Director Peter Bogdanovich’s 1976 nostalgic comedy drama film Nickelodeon stars Ryan O’Neal, Burt Reynolds, Tatum O’Neal, Brian Keith, and Stella Stevens.
Director Bogdanovich assembles his friends Ryan O’Neal, Burt Reynolds, and Tatum O’Neal for a toast to pioneer movie-making and comes up with a jovial slapstick comedy and some good-natured performances.

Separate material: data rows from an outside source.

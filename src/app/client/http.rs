//! Core HTTP operations with rate limiting
//!
//! Report clients never talk to `reqwest` directly. They describe a call as an
//! [`ApiRequest`] and hand it to a [`ReportTransport`]; [`HttpHandler`] is the
//! production transport. Retrying is a per-source policy and lives in the
//! clients, so the transport makes exactly one attempt per call.

use std::num::NonZeroU32;
use std::time::Duration;

use async_trait::async_trait;
use governor::{clock::DefaultClock, state::InMemoryState, Jitter, Quota, RateLimiter};
use reqwest::{Client, StatusCode};
use tracing::debug;
use url::Url;

use crate::app::client::config::HttpConfig;
use crate::constants::http;
use crate::errors::{ConfigError, FetchError, FetchResult, Result};

/// HTTP verb of an API call
#[derive(Debug, Clone, Copy, PartialEq, Eq)]
pub enum HttpMethod {
    Get,
    Post,
}

/// One outbound API call
#[derive(Debug, Clone)]
pub struct ApiRequest {
    pub method: HttpMethod,
    pub url: Url,
    pub headers: Vec<(String, String)>,
    pub query: Vec<(String, String)>,
    pub body: Option<String>,
}

impl ApiRequest {
    /// GET request without parameters
    pub fn get(url: Url) -> Self {
        Self {
            method: HttpMethod::Get,
            url,
            headers: Vec::new(),
            query: Vec::new(),
            body: None,
        }
    }

    /// POST request with a body
    pub fn post(url: Url, body: String) -> Self {
        Self {
            method: HttpMethod::Post,
            url,
            headers: Vec::new(),
            query: Vec::new(),
            body: Some(body),
        }
    }

    pub fn with_header(mut self, name: impl Into<String>, value: impl Into<String>) -> Self {
        self.headers.push((name.into(), value.into()));
        self
    }

    pub fn with_query(mut self, name: impl Into<String>, value: impl Into<String>) -> Self {
        self.query.push((name.into(), value.into()));
        self
    }

    /// First header with the given name (case-insensitive)
    pub fn header(&self, name: &str) -> Option<&str> {
        self.headers
            .iter()
            .find(|(key, _)| key.eq_ignore_ascii_case(name))
            .map(|(_, value)| value.as_str())
    }

    /// First query parameter with the given name
    pub fn query_value(&self, name: &str) -> Option<&str> {
        self.query
            .iter()
            .find(|(key, _)| key == name)
            .map(|(_, value)| value.as_str())
    }
}

/// Status, headers and text body of an API response
#[derive(Debug, Clone)]
pub struct ApiResponse {
    pub status: StatusCode,
    pub headers: Vec<(String, String)>,
    pub body: String,
}

impl ApiResponse {
    pub fn new(status: StatusCode, body: impl Into<String>) -> Self {
        Self {
            status,
            headers: Vec::new(),
            body: body.into(),
        }
    }

    pub fn with_header(mut self, name: impl Into<String>, value: impl Into<String>) -> Self {
        self.headers.push((name.into(), value.into()));
        self
    }

    /// First header with the given name (case-insensitive)
    pub fn header(&self, name: &str) -> Option<&str> {
        self.headers
            .iter()
            .find(|(key, _)| key.eq_ignore_ascii_case(name))
            .map(|(_, value)| value.as_str())
    }

    /// Direct's request id, for error reports
    pub fn request_id(&self) -> String {
        self.header(http::REQUEST_ID_HEADER)
            .unwrap_or("None")
            .to_string()
    }
}

/// Executes API calls for the report clients
#[async_trait]
pub trait ReportTransport: Send + Sync {
    /// Send one request and return the response, whatever its status
    ///
    /// # Errors
    ///
    /// Returns `FetchError::Http` only for transport failures.
    async fn execute(&self, request: ApiRequest) -> FetchResult<ApiResponse>;
}

/// Production transport with rate limiting
#[derive(Debug)]
pub struct HttpHandler {
    client: Client,
    rate_limiter: RateLimiter<governor::state::NotKeyed, InMemoryState, DefaultClock>,
}

impl HttpHandler {
    /// Creates a new HttpHandler with the given client and rate limiting
    ///
    /// # Errors
    ///
    /// Returns `ConfigError::InvalidValue` if the rate limit is zero
    pub fn new(client: Client, rate_limit_rps: u32) -> Result<Self> {
        let rate_limiter = Self::build_rate_limiter(rate_limit_rps)?;
        Ok(Self {
            client,
            rate_limiter,
        })
    }

    /// Build the client and limiter from configuration
    pub fn from_config(config: &HttpConfig) -> Result<Self> {
        let client = config.build_http_client()?;
        Self::new(client, config.rate_limit_rps)
    }

    fn build_rate_limiter(
        rate_limit_rps: u32,
    ) -> std::result::Result<
        RateLimiter<governor::state::NotKeyed, InMemoryState, DefaultClock>,
        ConfigError,
    > {
        let rps = NonZeroU32::new(rate_limit_rps).ok_or_else(|| ConfigError::InvalidValue {
            field: "http.rate_limit_rps".to_string(),
            value: rate_limit_rps.to_string(),
            reason: "Rate limit must be non-zero".to_string(),
        })?;
        Ok(RateLimiter::direct(Quota::per_second(rps)))
    }

    /// Get a reference to the underlying HTTP client
    pub fn client(&self) -> &Client {
        &self.client
    }
}

#[async_trait]
impl ReportTransport for HttpHandler {
    async fn execute(&self, request: ApiRequest) -> FetchResult<ApiResponse> {
        self.rate_limiter
            .until_ready_with_jitter(Jitter::up_to(Duration::from_millis(100)))
            .await;

        let mut builder = match request.method {
            HttpMethod::Get => self.client.get(request.url.clone()),
            HttpMethod::Post => self.client.post(request.url.clone()),
        };
        for (name, value) in &request.headers {
            builder = builder.header(name.as_str(), value.as_str());
        }
        if !request.query.is_empty() {
            builder = builder.query(&request.query);
        }
        if let Some(body) = request.body {
            builder = builder.body(body);
        }

        let response = builder.send().await?;
        let status = response.status();
        let headers = response
            .headers()
            .iter()
            .filter_map(|(name, value)| {
                value
                    .to_str()
                    .ok()
                    .map(|value| (name.as_str().to_string(), value.to_string()))
            })
            .collect();
        let body = response.text().await?;

        debug!(
            "{:?} {} -> {} ({} bytes)",
            request.method,
            request.url,
            status,
            body.len()
        );

        Ok(ApiResponse {
            status,
            headers,
            body,
        })
    }
}

/// Parse an endpoint URL from configuration
pub fn parse_endpoint(raw: &str) -> FetchResult<Url> {
    Url::parse(raw).map_err(|e| FetchError::InvalidUrl {
        url: raw.to_string(),
        error: e.to_string(),
    })
}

In the easy-going yarn, Leo Harrigan (Ryan O’Neal) falls into film directing, and Buck Greenway (Reynolds) becomes a silent star, while Bogdanovich smoothly evokes the glamour of a bygone age, partly fuelled by the memories of director Raoul Walsh and Allan Dwan, whom Bogdanovich had interviewed in his days as a film critic.
Laszlo Kovacs’s fine photography helps to gloss over the dull patches in the script by W D Richter and Peter Bogdanovich.
Also in the cast are John Ritter, Jane Hitchcock, Harry Carey Jr, Jack Perkins, Brion James, Sidney Armus, Tamar Cooper, Alan Gibbs, Jeffrey Byron, Lorenzo Music, Priscilla Pointer, Philip Bruns, James Best as Jim, George Gaynes as Reginald Kingsley, M Emmet Walsh as ‘Father’ Logan, Miriam Byrd-Nethery as Aunt Lula, Les Josephson as Nickelodeon bouncer, Griffin O’Neal as Boy on a bicycle, and Hamilton Camp.
The runtime is 121 minutes or 129 minutes (Director’s Cut).
It cost a hefty $8 million and was Bogdanovich’s third box-office flop in a row after Daisy Miller and At Long Last Love.
Producer Irwin Winkler said he wanted to make a movie about the silent film era and got W D Richter to write a script called Starlight Parade. David Begelman at Columbia suggested Peter Bogdanovich as director. But Winkler said that when he saw a rough cut of the final film he thought it was ‘atrocious’. ‘For Peter to blame the movie’s failure on the casting and not being in black-and-white is a really terrible excuse for a guy who simply screwed up a really terrific script.’
Bogdanovich recalled: ‘Basically I rewrote the whole damn thing and never used any of Starlight Parade. The trouble was, again, the picture had a balance between comedy and drama, and I had wanted to do it in black and white and Columbia, the studio, wouldn’t let me.
The 2009 DVD release includes a 129-minute Director’s Cut in black and white.